Le Pupille

We Love Short Shorts

Taking a look at this year’s Oscar-nominated short films

Let us now praise the short attention span — and, more specifically, those movies that not only cater to but celebrate our desire for a quick fix. They are so much more than mere diversions. Short films traffic in a level of artistic compression that rivals mythology, and quite often they are capable of delivering a sustained jolt that belies their very brevity.

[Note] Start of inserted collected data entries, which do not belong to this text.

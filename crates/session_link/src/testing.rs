//! Scripted in-memory adapter for exercising the control plane.

use crate::adapter::{InboundSender, TransportAdapter};
use crate::error::{status, AdapterError};
use async_trait::async_trait;
use once_cell::sync::OnceCell;
use std::collections::VecDeque;
use std::sync::atomic::{AtomicBool, AtomicI32, AtomicUsize, Ordering};
use std::sync::Mutex;
use std::time::Duration;

/// Outcome of one scripted `connect` call.
#[derive(Debug, Clone, Copy, PartialEq, Eq)]
pub(crate) enum Step {
    /// Return this status; `0` also brings the link up
    Status(i32),
    /// Return `0` but leave the link down
    Phantom,
    /// Fail with an adapter fault
    Fault,
}

#[derive(Debug, Default)]
pub(crate) struct MockAdapter {
    connected: AtomicBool,
    query_fault: AtomicBool,
    script: Mutex<VecDeque<Step>>,
    fallback: AtomicI32,
    connect_delay: Mutex<Duration>,
    reset_on_connect: AtomicBool,
    send_code: AtomicI32,
    connects: Mutex<Vec<(String, u16)>>,
    disconnects: AtomicUsize,
    sent: Mutex<Vec<String>>,
    inbound: Mutex<Vec<String>>,
    sink: OnceCell<InboundSender>,
}

impl MockAdapter {
    pub(crate) fn new() -> Self {
        Self::default()
    }

    /// Queues outcomes for the next `connect` calls.
    pub(crate) fn script(&self, steps: impl IntoIterator<Item = Step>) {
        self.script.lock().unwrap().extend(steps);
    }

    /// Status returned once the script is exhausted.
    pub(crate) fn set_fallback(&self, code: i32) {
        self.fallback.store(code, Ordering::SeqCst);
    }

    /// Makes every later `connect` take `delay` before it settles.
    pub(crate) fn set_connect_delay(&self, delay: Duration) {
        *self.connect_delay.lock().unwrap() = delay;
    }

    /// Makes `connect` tear down the current link before dialing.
    pub(crate) fn set_reset_on_connect(&self, reset: bool) {
        self.reset_on_connect.store(reset, Ordering::SeqCst);
    }

    pub(crate) fn set_send_code(&self, code: i32) {
        self.send_code.store(code, Ordering::SeqCst);
    }

    pub(crate) fn set_query_fault(&self, fault: bool) {
        self.query_fault.store(fault, Ordering::SeqCst);
    }

    /// Simulates the server going away without a local disconnect.
    pub(crate) fn drop_link(&self) {
        self.connected.store(false, Ordering::SeqCst);
    }

    pub(crate) fn push_inbound(&self, message: &str) {
        self.inbound.lock().unwrap().push(message.to_string());
    }

    pub(crate) fn connect_calls(&self) -> usize {
        self.connects.lock().unwrap().len()
    }

    pub(crate) fn last_connect(&self) -> Option<(String, u16)> {
        self.connects.lock().unwrap().last().cloned()
    }

    pub(crate) fn disconnect_calls(&self) -> usize {
        self.disconnects.load(Ordering::SeqCst)
    }

    pub(crate) fn sent(&self) -> Vec<String> {
        self.sent.lock().unwrap().clone()
    }
}

#[async_trait]
impl TransportAdapter for MockAdapter {
    async fn connect(&self, host: &str, port: u16) -> Result<i32, AdapterError> {
        self.connects.lock().unwrap().push((host.to_string(), port));
        if self.reset_on_connect.load(Ordering::SeqCst) {
            self.connected.store(false, Ordering::SeqCst);
        }
        let delay = *self.connect_delay.lock().unwrap();
        if !delay.is_zero() {
            tokio::time::sleep(delay).await;
        }

        let step = self
            .script
            .lock()
            .unwrap()
            .pop_front()
            .unwrap_or_else(|| Step::Status(self.fallback.load(Ordering::SeqCst)));

        match step {
            Step::Status(status::OK) => {
                self.connected.store(true, Ordering::SeqCst);
                Ok(status::OK)
            }
            Step::Status(code) => Ok(code),
            Step::Phantom => Ok(status::OK),
            Step::Fault => Err(AdapterError::Transport("mock fault".to_string())),
        }
    }

    async fn disconnect(&self) -> Result<i32, AdapterError> {
        self.disconnects.fetch_add(1, Ordering::SeqCst);
        self.connected.store(false, Ordering::SeqCst);
        Ok(status::OK)
    }

    async fn send(&self, payload: &str) -> Result<i32, AdapterError> {
        if !self.connected.load(Ordering::SeqCst) {
            return Ok(status::ERR_NOT_CONNECTED);
        }
        self.sent.lock().unwrap().push(payload.to_string());
        Ok(self.send_code.load(Ordering::SeqCst))
    }

    fn is_connected(&self) -> Result<bool, AdapterError> {
        if self.query_fault.load(Ordering::SeqCst) {
            return Err(AdapterError::Transport("query fault".to_string()));
        }
        Ok(self.connected.load(Ordering::SeqCst))
    }

    async fn pump_messages(&self) -> Result<i32, AdapterError> {
        if !self.connected.load(Ordering::SeqCst) {
            return Ok(status::ERR_NOT_CONNECTED);
        }
        let pending: Vec<String> = std::mem::take(&mut *self.inbound.lock().unwrap());
        let count = pending.len() as i32;
        if let Some(sink) = self.sink.get() {
            for message in pending {
                let _ = sink.send(message);
            }
        }
        Ok(count)
    }

    fn register_inbound(&self, sink: InboundSender) -> Result<(), AdapterError> {
        self.sink
            .set(sink)
            .map_err(|_| AdapterError::SinkAlreadyRegistered)
    }
}
//! Binds single-sign-on identities to local users and session tokens.

use std::sync::Arc;

use chrono::Duration;
use tracing::{debug, info, warn};
use tutorhub_core::{
  Error, Result,
  identity::IdentityVerifier,
  store::CourseRepository,
  user::{Principal, User},
};

use crate::session::SessionKeys;

const LOGIN_FAILED: &str = "Authentication failure. Please try again.";
const SESSION_INVALID: &str = "Your session is invalid or has expired.";

pub struct Binder<R, V> {
  repo:            Arc<R>,
  verifier:        Arc<V>,
  keys:            SessionKeys,
  allowed_faculty: Option<String>,
  app_root:        String,
}

impl<R, V> Binder<R, V>
where
  R: CourseRepository,
  V: IdentityVerifier,
{
  pub fn new(repo: Arc<R>, verifier: Arc<V>, keys: SessionKeys) -> Self {
    Self {
      repo,
      verifier,
      keys,
      allowed_faculty: None,
      app_root: "/".to_owned(),
    }
  }

  /// Only admit identities whose faculty is `faculty`. Identities with no
  /// known faculty are admitted.
  pub fn with_allowed_faculty(mut self, faculty: Option<String>) -> Self {
    self.allowed_faculty = faculty;
    self
  }

  /// Where browsers land after logging in.
  pub fn with_app_root(mut self, app_root: impl Into<String>) -> Self {
    self.app_root = app_root.into();
    self
  }

  pub fn app_root(&self) -> &str { &self.app_root }

  pub fn session_ttl(&self) -> Duration { self.keys.ttl() }

  pub fn login_url(&self) -> String { self.verifier.login_url() }

  pub fn logout_url(&self) -> String {
    self.verifier.logout_url(Some(&self.app_root))
  }

  /// Exchange a provider ticket for a local user and a fresh session token.
  pub async fn complete_login(&self, ticket: &str) -> Result<(User, String)> {
    let identity = self.verifier.verify(ticket).await.map_err(|e| {
      warn!("ticket verification failed: {e}");
      Error::Authentication(LOGIN_FAILED.into())
    })?;

    if let (Some(allowed), Some(faculty)) =
      (&self.allowed_faculty, &identity.faculty)
      && faculty != allowed
    {
      info!(npm = identity.npm, %faculty, "login refused for faculty");
      return Err(Error::Authorization(format!(
        "This service is only available to members of {allowed}."
      )));
    }

    let user = self
      .repo
      .upsert_user(&identity)
      .await
      .map_err(Error::repository)?;
    let token = self
      .keys
      .mint(user.npm, &user.username)
      .map_err(Error::repository)?;

    info!(npm = user.npm, username = %user.username, "user logged in");
    Ok((user, token))
  }

  /// Resolve a session token to the live user it names.
  pub async fn resolve(&self, token: Option<&str>) -> Result<Principal> {
    let token = token
      .ok_or_else(|| Error::Authentication("You are not logged in.".into()))?;

    let claims = self.keys.verify(token).map_err(|e| {
      debug!("rejected session token: {e}");
      Error::Authentication(SESSION_INVALID.into())
    })?;

    let principal = self
      .repo
      .get_principal(claims.npm)
      .await
      .map_err(Error::repository)?
      .ok_or_else(|| Error::Authentication(SESSION_INVALID.into()))?;

    if principal.user.username != claims.username {
      return Err(Error::Authentication(SESSION_INVALID.into()));
    }
    Ok(principal)
  }
}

This year’s 2023 Oscar contenders are no exception. And so, without further ado, the nominees are:

Based on the graphic novel by Morten Dürr and directed by Anders Walter, Ivalu is a Danish film set in a remote Greenlandic village that seems outside time itself. It tells the simple but heartbreaking story of a young native girl, Pipaluk, who sets out to find her lost sister, the film’s titular character. From the outset we are steeped in myth. And yet, in the end, this is a timely and devastating modern fable, one that, with its jarring symbolism and disconcerting collision of past and present, gives as a chilling glimpse into an ongoing legacy of child abuse and suicide. It is at once beautiful and nightmarish — an urgent work that whispers the poetry of the damned.

In Night Ride, a Norwegian short film written and directed by Eirik Tveiten, issues of gender identity and sexism are given a very bizarre and oddly delightful tweaking. A lone woman waits for a tram on a wintry night, but when it pulls up, the conductor, rushing to relieve himself at the station, refuses to let her on until he returns. She decides to take things into her own hands, letting herself into the conveyance, but in an attempt to close the doors she rather ineptly begins driving the tram. And then she just goes with it, picking up passengers along the way. What begins with the simplicity of a Chekov tale wrapped in a rather Hallmark-ish package of Christmas cheer soon develops a dark edge, as a transgender woman on board is bullied by a pair of bigoted louts. The resulting comeuppance, both touching and satisfying, seamlessly maintains the film’s light comic tone without diminishing in the slightest its bite of social commentary.

Released under the banner of Disney and, for better or worse, all that that implies, Le Pupille is an Italian short film written and directed by Alice Rohrwacher. Clocking in at what seems, comparatively, an immense 39 minutes, it is set in a Catholic boarding school for orphaned girls, during Christmastime in the midst of World War II. Steeped in Disney-esque sentimentality and an uncomplicated morality — Catholic nuns mean, war bad, austerity harsh, freedom good, kids indestructible — it breaks zero artistic ground. Top to bottom, Le Pupille is a sweet, harmless, good-natured, well-made and utterly predictable work, though it almost aggressively risks nothing — not even its historical assumptions, which wedge an Oliver Twist tale into a world of Spielbergian war nostalgia, while Mussolini and a church’s history of real child abuse are negated by implication. 


The Red Suitcase

In The Red Suitcase, directed by Cyrus Neshvad, a 16-year-old Iranian woman disembarks, anxious and alone, at the Luxembourg airport. An issue arises with a pair of customs officials over her red suitcase, and the question is implied: Is she, perhaps, a terrorist? But this is just a red herring, as the suitcase contains nothing but her gorgeous artwork. The real issue is revealed when the girl ducks into a bathroom to avoid the man waiting for her at the gate, a middle-aged groom for a marriage arranged by her father. What follows is a complex and confounding glimpse into issues at once personal and political — orthodoxy, sexism, tyranny, liberty — and the final image is a jarring reminder that exile and imprisonment are more state than place, independent of national borders.

Written and directed by Ross White and Tom Berkeley, An Irish Goodbye is not only one of the finest short films I’ve ever seen, but one of the best films of the year, period. A comic masterpiece as well as a moving domestic drama, the film tells the story of a pair of estranged adult brothers, one with Down syndrome — the excellent James Martin as Lorcan and Seamus O’Hara as Turlough, who journey back to the family farm with their mom’s ashes in an urn.

Turlough wants to sell the place, send his brother to be cared for by relatives and hightail it back to England. But Lorcan has other plans. Their dunderheaded priest, the hilarious Paddy Jenkins as Father O’Shea, reveals that their mother left behind a kind of bucket list, and Lorcan decides he not only wants to stay on the farm: He wants to fulfill every one of his mother’s wishes, and he enlists Turlough to join in. What results is a bawdy, rollicking journey of mourning and healing — equal parts slapstick comedy and hidden depth — that results in an authentically moving tale of healing and connection. My pick for this year’s winner.

The 2023 Oscar-nominated live-action shorts, along with the animated and documentary shorts, open Friday, Feb. 17, at Broadway Metro; for info and times, visit BroadwayMetro.com.